Meeting Notes for March 2009

Present: Bill Barry, Tom Berentes, David Bliss, Susan Brauner, Matthew Bronski, Dennis Collins, Shane Crowe, Margaret Dyson, Cathy Baker-Eclipse, Marilyn Fenollosa, David Hart, John Hecker, David Kelman, Ryan Kennedy, David King, Maciej Konieczny, Liza Meyer, Henry Moss, Pat Morrissey, Deane Rykerson, Ian Schmellick, Susan Schur, Malcolm Smiley, R. Drew Sondles, Eric Ward, Tim Withers

1. NESEA Conference 2009: This year's NESEA Conference showed the countercultural impetus of the Whole Earth Catalog finally blossoming into new engineering applications and policy directions, one example being new attention placed on the energy performance of historic structures. Henry Moss noted that Gov. Patrick's Net Zero Energy Task Force report recommends that when large additions are made to existing structures, the "host" building meet the new energy code. [The report cites the Arlington house that Sally Zimmerman discussed at the Feb. HRC meeting as an exemplary residential application of a "deep retrofit" of exterior insulation, Getting to Zero at www.mass.gov/eea Note: the word "historic" never appears in the 48-page report; nevertheless, it contains many very sensible suggestions.]

2. Traditional Building Conference: The conference began the day before the HRC meeting.

3. Recent Cambridge Historical Commission Documents: Peter Trudeau of the CHC staff recently completed guidelines for homeowners who may be confused about the advantages and disadvantages of retaining their old wood windows. In April, MIT Press will release Fresh Pond, the History of a Cambridge Landscape. Author Jill Sinclair did extensive research at CHC, using their records. The narrative and photographs, maps, drawings and other visual records contribute equally to the unfolding of her story.

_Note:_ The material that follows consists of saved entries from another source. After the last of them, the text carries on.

//! End-to-end summary generation tests over a real SQLite database.
//!
//! The model gateway is replaced by a scripted stand-in so the tests
//! exercise hash gating, override isolation, supplements, and the audit
//! trail without a network.

use std::path::{Path, PathBuf};
use std::sync::atomic::{AtomicBool, AtomicUsize, Ordering};
use std::sync::{Arc, Mutex};

use async_trait::async_trait;
use chrono::Utc;
use tempfile::TempDir;

use postscribe::config::SchedulerConfig;
use postscribe::llm::LlmError;
use postscribe::models::{
    ContentKind, Factor, OcrStatus, RunStatus, Scope, SummaryField, SummaryPayload, SummaryType,
    TriggerType,
};
use postscribe::repository::migrations::run_migrations;
use postscribe::repository::{
    ContentRepository, LogRepository, OcrQueueRepository, SqlitePool, SummaryRepository,
};
use postscribe::services::{
    Scheduler, Summarizer, SummaryModel, UpdateOutcome, BATCH_JOB_NAME,
};

#[derive(Default)]
struct ScriptedModel {
    full_calls: AtomicUsize,
    supplement_calls: AtomicUsize,
    fail_full: AtomicBool,
    last_full_content: Mutex<String>,
}

#[async_trait]
impl SummaryModel for ScriptedModel {
    async fn generate_full(
        &self,
        _title: &str,
        content: &str,
    ) -> Result<SummaryPayload, LlmError> {
        self.full_calls.fetch_add(1, Ordering::SeqCst);
        *self.last_full_content.lock().unwrap() = content.to_string();

        if self.fail_full.load(Ordering::SeqCst) {
            return Err(LlmError::Connection("gateway down".to_string()));
        }

        Ok(SummaryPayload {
            main_topic: "动量研究".to_string(),
            main_logic: "基于均线的动量逻辑".to_string(),
            factors: vec![Factor {
                name: "X".to_string(),
                description: "close/ma20".to_string(),
            }],
            key_concepts: vec!["ma20".to_string()],
            summary: "一个动量因子研究".to_string(),
        })
    }

    async fn generate_supplement(
        &self,
        _title: &str,
        _new_content: &str,
    ) -> Result<SummaryPayload, LlmError> {
        self.supplement_calls.fetch_add(1, Ordering::SeqCst);
        Ok(SummaryPayload {
            key_concepts: vec!["ma60".to_string()],
            summary: "新增内容讨论了ma60".to_string(),
            ..SummaryPayload::default()
        })
    }

    fn model_id(&self) -> String {
        "scripted".to_string()
    }
}

async fn setup() -> (TempDir, PathBuf, SqlitePool) {
    let dir = tempfile::tempdir().unwrap();
    let db_path = dir.path().join("test.db");
    run_migrations(&format!("sqlite:{}", db_path.display()))
        .await
        .unwrap();
    let pool = SqlitePool::from_path(&db_path);
    (dir, db_path, pool)
}

fn seed_post_at(db: &Path, id: i32, title: &str, content: &str, ts: &str) {
    let conn = rusqlite::Connection::open(db).unwrap();
    conn.execute(
        "INSERT INTO posts (id, title, content, created_at, updated_at) VALUES (?1, ?2, ?3, ?4, ?4)",
        rusqlite::params![id, title, content, ts],
    )
    .unwrap();
}

fn seed_post(db: &Path, id: i32, title: &str, content: &str) {
    seed_post_at(db, id, title, content, &Utc::now().to_rfc3339());
}

fn seed_comment(db: &Path, id: i32, post_id: i32, content: &str) {
    let conn = rusqlite::Connection::open(db).unwrap();
    let now = Utc::now().to_rfc3339();
    conn.execute(
        "INSERT INTO comments (id, post_id, content, created_at, updated_at) VALUES (?1, ?2, ?3, ?4, ?4)",
        rusqlite::params![id, post_id, content, now],
    )
    .unwrap();
}

fn summarizer(pool: &SqlitePool, model: &Arc<ScriptedModel>) -> Summarizer {
    Summarizer::new(pool.clone(), model.clone() as Arc<dyn SummaryModel>)
}

fn scheduler(pool: &SqlitePool, model: &Arc<ScriptedModel>) -> Scheduler {
    Scheduler::new(
        pool.clone(),
        Arc::new(summarizer(pool, model)),
        SchedulerConfig {
            interval_hours: 5,
            recency_days: 3,
            inter_post_delay_secs: 0,
        },
    )
}

#[tokio::test]
async fn test_full_generation_then_hash_gate() {
    let (_dir, db, pool) = setup().await;
    seed_post(&db, 1, "动量", "正文内容");

    let model = Arc::new(ScriptedModel::default());
    let s = summarizer(&pool, &model);

    let first = s.smart_update(1, false).await.unwrap();
    assert!(matches!(first.outcome, UpdateOutcome::Full { degraded: false }));

    let second = s.smart_update(1, false).await.unwrap();
    assert!(matches!(second.outcome, UpdateOutcome::Skip { .. }));
    assert_eq!(second.hash_before.as_deref(), Some(second.hash_after.as_str()));
    assert_eq!(model.full_calls.load(Ordering::SeqCst), 1);

    let row = SummaryRepository::new(pool)
        .get_by_post(1)
        .await
        .unwrap()
        .unwrap();
    assert_eq!(row.main_topic, "动量研究");
    assert_eq!(row.ai_model, "scripted");
    assert!(!row.is_degraded);
    assert!(row.last_post_hash.is_some());
}

#[tokio::test]
async fn test_content_change_regenerates_without_overrides() {
    let (_dir, db, pool) = setup().await;
    seed_post(&db, 1, "动量", "正文内容");

    let model = Arc::new(ScriptedModel::default());
    let s = summarizer(&pool, &model);

    s.smart_update(1, false).await.unwrap();
    seed_comment(&db, 1, 1, "新评论");

    let result = s.smart_update(1, false).await.unwrap();
    assert!(matches!(result.outcome, UpdateOutcome::Full { degraded: false }));
    assert_ne!(result.hash_before, Some(result.hash_after.clone()));
    assert_eq!(model.full_calls.load(Ordering::SeqCst), 2);
    assert_eq!(model.supplement_calls.load(Ordering::SeqCst), 0);
}

#[tokio::test]
async fn test_forced_regen_preserves_overrides() {
    let (_dir, db, pool) = setup().await;
    seed_post(&db, 1, "动量", "正文内容");

    let model = Arc::new(ScriptedModel::default());
    let s = summarizer(&pool, &model);
    let summaries = SummaryRepository::new(pool.clone());

    s.smart_update(1, false).await.unwrap();
    summaries
        .set_user_field(1, SummaryField::MainTopic, Some("我的标题"))
        .await
        .unwrap();

    let result = s.smart_update(1, true).await.unwrap();
    assert!(matches!(result.outcome, UpdateOutcome::Full { .. }));

    let row = summaries.get_by_post(1).await.unwrap().unwrap();
    assert_eq!(row.user_main_topic.as_deref(), Some("我的标题"));
    assert_eq!(row.main_topic, "动量研究");
    assert_eq!(row.effective_field(SummaryField::MainTopic), "我的标题");
}

#[tokio::test]
async fn test_overridden_post_gets_supplement_not_regen() {
    let (_dir, db, pool) = setup().await;
    seed_post(&db, 1, "动量", "正文内容");

    let model = Arc::new(ScriptedModel::default());
    let s = summarizer(&pool, &model);
    let summaries = SummaryRepository::new(pool.clone());

    s.smart_update(1, false).await.unwrap();
    summaries
        .set_user_field(1, SummaryField::Summary, Some("手工摘要"))
        .await
        .unwrap();

    seed_comment(&db, 1, 1, "新增的评论内容");

    let result = s.smart_update(1, false).await.unwrap();
    assert!(matches!(result.outcome, UpdateOutcome::Supplement));
    assert_eq!(model.full_calls.load(Ordering::SeqCst), 1);
    assert_eq!(model.supplement_calls.load(Ordering::SeqCst), 1);

    let row = summaries.get_by_post(1).await.unwrap().unwrap();
    // Originals and overrides intact, supplement alongside.
    assert_eq!(row.summary, "一个动量因子研究");
    assert_eq!(row.user_summary.as_deref(), Some("手工摘要"));
    assert_eq!(row.ai_supplement_summary.as_deref(), Some("新增内容讨论了ma60"));
    assert!(row.ai_supplement_key_concepts.is_some());
    assert!(row.ai_supplement_factors.is_none());
}

#[tokio::test]
async fn test_overridden_post_skips_when_nothing_new() {
    let (_dir, db, pool) = setup().await;
    seed_post(&db, 1, "动量", "正文内容");

    let model = Arc::new(ScriptedModel::default());
    let s = summarizer(&pool, &model);
    let summaries = SummaryRepository::new(pool.clone());

    s.smart_update(1, false).await.unwrap();
    summaries
        .set_user_field(1, SummaryField::Summary, Some("手工摘要"))
        .await
        .unwrap();

    let result = s.smart_update(1, false).await.unwrap();
    assert!(matches!(result.outcome, UpdateOutcome::Skip { .. }));
    assert_eq!(model.supplement_calls.load(Ordering::SeqCst), 0);
}

#[tokio::test]
async fn test_degraded_fallback_on_model_failure() {
    let (_dir, db, pool) = setup().await;
    seed_post(&db, 1, "动量", "正文内容");

    let model = Arc::new(ScriptedModel::default());
    model.fail_full.store(true, Ordering::SeqCst);
    let s = summarizer(&pool, &model);

    let result = s.smart_update(1, false).await.unwrap();
    assert!(matches!(result.outcome, UpdateOutcome::Full { degraded: true }));

    let row = SummaryRepository::new(pool)
        .get_by_post(1)
        .await
        .unwrap()
        .unwrap();
    assert!(row.is_degraded);
    assert_eq!(row.main_topic, "动量");
    assert_eq!(row.main_logic, "关于动量的研究");
    assert_eq!(row.summary, "帖子标题：动量");
    assert_eq!(row.factors, "[]");
}

#[tokio::test]
async fn test_regenerate_can_discard_overrides() {
    let (_dir, db, pool) = setup().await;
    seed_post(&db, 1, "动量", "正文内容");

    let model = Arc::new(ScriptedModel::default());
    let s = summarizer(&pool, &model);
    let summaries = SummaryRepository::new(pool.clone());

    s.smart_update(1, false).await.unwrap();
    summaries
        .set_user_field(1, SummaryField::MainTopic, Some("我的标题"))
        .await
        .unwrap();

    let result = s.regenerate(1, true).await.unwrap();
    assert!(matches!(result.outcome, UpdateOutcome::Full { .. }));

    let row = summaries.get_by_post(1).await.unwrap().unwrap();
    assert!(row.user_main_topic.is_none());
    assert!(!row.has_user_edits());
}

#[tokio::test]
async fn test_clearing_override_clears_its_supplement() {
    let (_dir, db, pool) = setup().await;
    seed_post(&db, 1, "动量", "正文内容");

    let model = Arc::new(ScriptedModel::default());
    let s = summarizer(&pool, &model);
    let summaries = SummaryRepository::new(pool.clone());

    s.smart_update(1, false).await.unwrap();
    summaries
        .set_user_field(1, SummaryField::Summary, Some("手工摘要"))
        .await
        .unwrap();
    seed_comment(&db, 1, 1, "新增的评论内容");
    s.smart_update(1, false).await.unwrap();

    let row = summaries.get_by_post(1).await.unwrap().unwrap();
    assert!(row.ai_supplement_summary.is_some());

    summaries
        .set_user_field(1, SummaryField::Summary, None)
        .await
        .unwrap();

    let row = summaries.get_by_post(1).await.unwrap().unwrap();
    assert!(row.user_summary.is_none());
    assert!(row.ai_supplement_summary.is_none());
    // Supplements for untouched fields survive.
    assert!(row.ai_supplement_key_concepts.is_some());
}

#[tokio::test]
async fn test_merged_content_prefers_completed_mirror() {
    let (_dir, db, pool) = setup().await;
    seed_post(&db, 1, "动量", "raw body with image");

    let content = ContentRepository::new(pool.clone());
    content
        .upsert_mirror(ContentKind::Post, 1, "ocr extracted body", OcrStatus::Completed)
        .await
        .unwrap();

    let model = Arc::new(ScriptedModel::default());
    let s = summarizer(&pool, &model);
    s.smart_update(1, false).await.unwrap();

    let sent = model.last_full_content.lock().unwrap().clone();
    assert!(sent.contains("【正文】"));
    assert!(sent.contains("ocr extracted body"));
    assert!(!sent.contains("raw body with image"));
}

#[tokio::test]
async fn test_single_run_writes_audit_row() {
    let (_dir, db, pool) = setup().await;
    seed_post(&db, 1, "动量", "正文内容");

    let model = Arc::new(ScriptedModel::default());
    let sched = scheduler(&pool, &model);

    sched.run_single(1, false, false).await.unwrap();

    let logs = LogRepository::new(pool);
    let entries = logs.for_post(1, 10).await.unwrap();
    assert_eq!(entries.len(), 1);
    assert_eq!(entries[0].trigger_type, TriggerType::Manual);
    assert_eq!(entries[0].scope, Scope::Single);
    assert_eq!(entries[0].summary_type, SummaryType::Full);
    assert_eq!(entries[0].status, RunStatus::Success);
    assert!(entries[0].content_hash_after.is_some());
}

#[tokio::test]
async fn test_batch_counts_and_records_status() {
    let (_dir, db, pool) = setup().await;
    seed_post(&db, 1, "帖子一", "内容一");
    seed_post(&db, 2, "帖子二", "内容二");

    // Post 2 still has OCR in flight; the batch must not bake the gap
    // into its hash.
    OcrQueueRepository::new(pool.clone())
        .enqueue(ContentKind::Post, 2, "/uploads/chart.png", 3)
        .await
        .unwrap();

    let model = Arc::new(ScriptedModel::default());
    let sched = scheduler(&pool, &model);

    let outcome = sched
        .run_batch(TriggerType::Manual)
        .await
        .unwrap()
        .unwrap();
    assert_eq!(outcome.total, 2);
    assert_eq!(outcome.full_update, 1);
    assert_eq!(outcome.skipped, 1);
    assert_eq!(outcome.fail, 0);

    let logs = LogRepository::new(pool);
    let status = logs.scheduler_status(BATCH_JOB_NAME).await.unwrap().unwrap();
    assert_eq!(status.last_status, RunStatus::Success);
    assert!(status.next_run_at.is_some());

    let skipped = logs.for_post(2, 10).await.unwrap();
    assert_eq!(skipped[0].summary_type, SummaryType::Skip);
    assert_eq!(skipped[0].note.as_deref(), Some("OCR incomplete"));
}

#[tokio::test]
async fn test_scheduled_batch_skips_stale_posts() {
    let (_dir, db, pool) = setup().await;
    let stale = (Utc::now() - chrono::Duration::days(10)).to_rfc3339();
    seed_post_at(&db, 1, "旧帖子", "很久没动的内容", &stale);

    let model = Arc::new(ScriptedModel::default());
    let sched = scheduler(&pool, &model);

    let outcome = sched
        .run_batch(TriggerType::Scheduled)
        .await
        .unwrap()
        .unwrap();
    assert_eq!(outcome.total, 0);

    // Manual batches cover everything regardless of recency.
    let outcome = sched
        .run_batch(TriggerType::Manual)
        .await
        .unwrap()
        .unwrap();
    assert_eq!(outcome.total, 1);
}

#[tokio::test]
async fn test_batch_survives_per_post_storage_error() {
    let (_dir, db, pool) = setup().await;
    let earlier = (Utc::now() - chrono::Duration::hours(1)).to_rfc3339();
    seed_post_at(&db, 1, "好帖", "正常内容", &earlier);
    seed_post(&db, 2, "坏帖", "带评论的内容");
    seed_comment(&db, 10, 2, "评论内容");

    // Break storage for post 2's comment mirror only. The batch walks
    // newest-first, so the broken post comes up before the healthy one.
    {
        let conn = rusqlite::Connection::open(&db).unwrap();
        conn.execute("DROP TABLE comments_text", []).unwrap();
    }

    let model = Arc::new(ScriptedModel::default());
    let sched = scheduler(&pool, &model);

    let outcome = sched
        .run_batch(TriggerType::Manual)
        .await
        .unwrap()
        .unwrap();
    assert_eq!(outcome.total, 2);
    assert_eq!(outcome.fail, 1);
    assert_eq!(outcome.full_update, 1);

    let logs = LogRepository::new(pool);
    let entries = logs.for_post(2, 10).await.unwrap();
    assert_eq!(entries.len(), 1);
    assert_eq!(entries[0].summary_type, SummaryType::Failed);
    assert_eq!(entries[0].status, RunStatus::Failed);

    let status = logs
        .scheduler_status(BATCH_JOB_NAME)
        .await
        .unwrap()
        .unwrap();
    assert_eq!(status.last_status, RunStatus::Partial);
}

#[tokio::test]
async fn test_user_edit_logged_through_audit_table() {
    let (_dir, _db, pool) = setup().await;

    let logs = LogRepository::new(pool);
    logs.log_user_edit(7, SummaryField::Factors).await.unwrap();

    let entries = logs.for_post(7, 10).await.unwrap();
    assert_eq!(entries.len(), 1);
    assert_eq!(entries[0].summary_type, SummaryType::Edit);
    assert_eq!(entries[0].note.as_deref(), Some("field: factors"));
}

4. Conversion of Historic Industrial Landscapes: New England's rivers continue to flow past underutilized and vacant 19th and early 20th century mills. Henry Moss led the committee through a discussion of landscape architecture responses to the sites when their buildings are adapted for new uses. Dour black and white images of working industrial sites showed smokestacks, slag heaps, and precipitous piles of coal; these emphasize the distance between their original characters and the gentler expectations of today's office users or condominium owners. The first thesis was that we have yet to develop a convincing visual language that can relate the past lives of these sites to modern nonindustrial uses. The second level of discussion engaged the special engineering difficulties of managing storm water run-off, floodwater detention, and potential mobilization of soil pollutants on these extended river banks and filled flood plains.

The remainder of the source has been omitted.